Apache Hadoop YARN, NameNode HA, HDFS Federation

Troubleshooting Bosch Proportional Valves · PDF fileTroubleshooting Bosch Proportional Valves Webinar

Topic A: Proportional Relationships Lesson 2 Proportional Relationships.

Cartridge Valves Technical Information Proportional Valves ... · PDF fileCartridge Valves Technical Information Proportional Valves ... Cartridge Valves Technical Information Proportional

Vickers Proportional Valves Proportional Directional and ...

Proportional Technologies - IMI Precision Engineering€¦ · 02 Proportional technologies Proportional technologies 03 03 Proportional Expertise 04 Process Pressure Control 05-09

Proportional Gain

PROPORTIONAL AND NON-PROPORTIONAL TRANSFER OF MOVEMENT ...

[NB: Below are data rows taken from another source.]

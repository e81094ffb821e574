use std::collections::BTreeSet;
use thiserror::Error;
use tracing::debug;
use crate::{date_key::DateKey, error::ErrorCode};

#[derive(Debug, Clone, Error, PartialEq, Eq)]
pub enum SelectionError {
    #[error("{0} is already selected")]
    Duplicate(DateKey),
    #[error("{0} is in the past and cannot be selected")]
    PastDate(DateKey),
    #[error("\"{0}\" is not a valid date (expected YYYY-MM-DD)")]
    InvalidDate(String),
}

impl SelectionError {
    pub fn code(&self) -> ErrorCode {
        match self {
            SelectionError::Duplicate(_) => ErrorCode::DuplicateDate,
            SelectionError::PastDate(_) => ErrorCode::PastDate,
            SelectionError::InvalidDate(_) => ErrorCode::InvalidDate,
        }
    }
}

#[derive(Debug, Clone, Copy, PartialEq, Eq)]
pub enum SelectionChange {
    Added(DateKey),
    Removed(DateKey),
    Unchanged,
}

impl SelectionChange {
    pub fn is_change(self) -> bool {
        !matches!(self, SelectionChange::Unchanged)
    }
}

/// The selected dates. Nothing earlier than `today` is ever admitted.
#[derive(Debug, Clone, PartialEq, Eq)]
pub struct DateSet {
    today: DateKey,
    dates: BTreeSet<DateKey>,
}

impl DateSet {
    pub fn new(today: DateKey) -> Self {
        Self { today, dates: BTreeSet::new() }
    }

    pub fn today(&self) -> DateKey {
        self.today
    }

    pub fn add(&mut self, key: DateKey) -> Result<SelectionChange, SelectionError> {
        if self.dates.contains(&key) {
            return Err(SelectionError::Duplicate(key));
        }
        if key < self.today {
            return Err(SelectionError::PastDate(key));
        }
        self.dates.insert(key);
        debug!(date = %key, size = self.dates.len(), "date added");
        Ok(SelectionChange::Added(key))
    }

    pub fn remove(&mut self, key: DateKey) -> SelectionChange {
        if self.dates.remove(&key) {
            debug!(date = %key, size = self.dates.len(), "date removed");
            SelectionChange::Removed(key)
        } else {
            SelectionChange::Unchanged
        }
    }

    pub fn contains(&self, key: DateKey) -> bool {
        self.dates.contains(&key)
    }

    pub fn to_sorted_list(&self) -> Vec<DateKey> {
        self.dates.iter().copied().collect()
    }

    /// Natural enumeration order, used when building a submission batch.
    pub fn iter(&self) -> impl Iterator<Item = DateKey> + '_ {
        self.dates.iter().copied()
    }

    pub fn size(&self) -> usize {
        self.dates.len()
    }

    pub fn is_empty(&self) -> bool {
        self.dates.is_empty()
    }

    pub fn clear(&mut self) {
        self.dates.clear();
    }
}
use serde::{Serialize, Deserialize};
use std::fmt;
use thiserror::Error;

#[derive(Debug, Clone, Copy, Error, Serialize, Deserialize, PartialEq, Eq)]
#[serde(rename_all = "SCREAMING_SNAKE_CASE")]
pub enum ErrorCode {
    #[error("Validation failed")]
    ValidationError,
    #[error("Date already selected")]
    DuplicateDate,
    #[error("Date is in the past")]
    PastDate,
    #[error("Date could not be read")]
    InvalidDate,
    #[error("Primary transport failed")]
    TransportPrimaryFailure,
    #[error("Fallback transport failed")]
    TransportFallbackFailure,
    #[error("All transports failed")]
    TransportFailure,
    #[error("Simulated failure")]
    SimulatedFailure,
    #[error("Submission already in progress")]
    SubmissionInFlight,
    #[error("Encoding failed")]
    Encoding,
}

/// A coded failure surfaced to the form; `message` is what the user sees.
#[derive(Debug, Clone, PartialEq, Eq)]
pub struct Error {
    pub code: ErrorCode,
    pub message: String,
}

impl fmt::Display for Error {
    fn fmt(&self, f: &mut fmt::Formatter<'_>) -> fmt::Result {
        write!(f, "{}: {}", self.code, self.message)
    }
}

impl std::error::Error for Error {}

impl Error {
    pub fn new(code: ErrorCode, message: impl Into<String>) -> Self {
        Self { code, message: message.into() }
    }

    fn encoding(context: &str, cause: impl fmt::Display) -> Self {
        Self::new(ErrorCode::Encoding, format!("{context}: {cause}"))
    }
}

impl From<serde_json::Error> for Error {
    fn from(e: serde_json::Error) -> Self {
        Error::encoding("could not encode submission", e)
    }
}

impl From<time::error::Format> for Error {
    fn from(e: time::error::Format) -> Self {
        Error::encoding("could not format voting time", e)
    }
}

impl From<time::error::ComponentRange> for Error {
    fn from(e: time::error::ComponentRange) -> Self {
        Error::encoding("invalid time zone offset", e)
    }
}

pub type Result<T> = std::result::Result<T, Error>;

1 ELECTRO – PROPORTIONAL VALVES. 2 HYDRAULIC CONTROL TECHNOLOGY Closed Loop Proportional Increasing Performance Servo valve Hybrid series Proportional.

1. Explain the Globus Toolkit Architecture (GT4) · • NameNode handles management of the file system metadata, and provides management and control services. • DataNode provides

Proportional vs. Non-proportional

Proportional Relationships

Density. Vocabulary Proportional Inversely proportional Ratio.

DataManagementPart1VT2018 - ida.liu.se732A54/timetable/HDFS.pdf · HDFS — High Availability The namenode is single point of failure: — If a namenode crashes the cluster is down

Directional Proportional Control Valve CV3000 · Directional Proportional Control Valve CV3000

Hadoop File Systemheng/teaching/cs202-sp18/lec15.pdfHDFS client caches the data into a temporary file. When the data reached a HDFS block size the client contacts the Namenode. Namenode

Large Scale File Systems - GitHub Pages · GFS vs. HDFS GFS HDFS Master Namenode Chunkserver DataNode Operation Log Journal, Edit Log Chunk Block Random le writes possible Only append

The Freeze-Frame File System - Cornell University · internals. HDFS has two subsystems: the NameNode, which implements the ﬁle system name-space, and a collection of DataNode servers.

Proportional Valve Group PVG 128 and 256 Technical …files.danfoss.com/documents/Proportional Valve Group PVG 128 and... · Proportional Valve Group PVG 128/256 ... 128/256 proportional

Topic A: Proportional Relationships Lesson 3 Identifying Proportional and Non-Proportional Relationships in Table.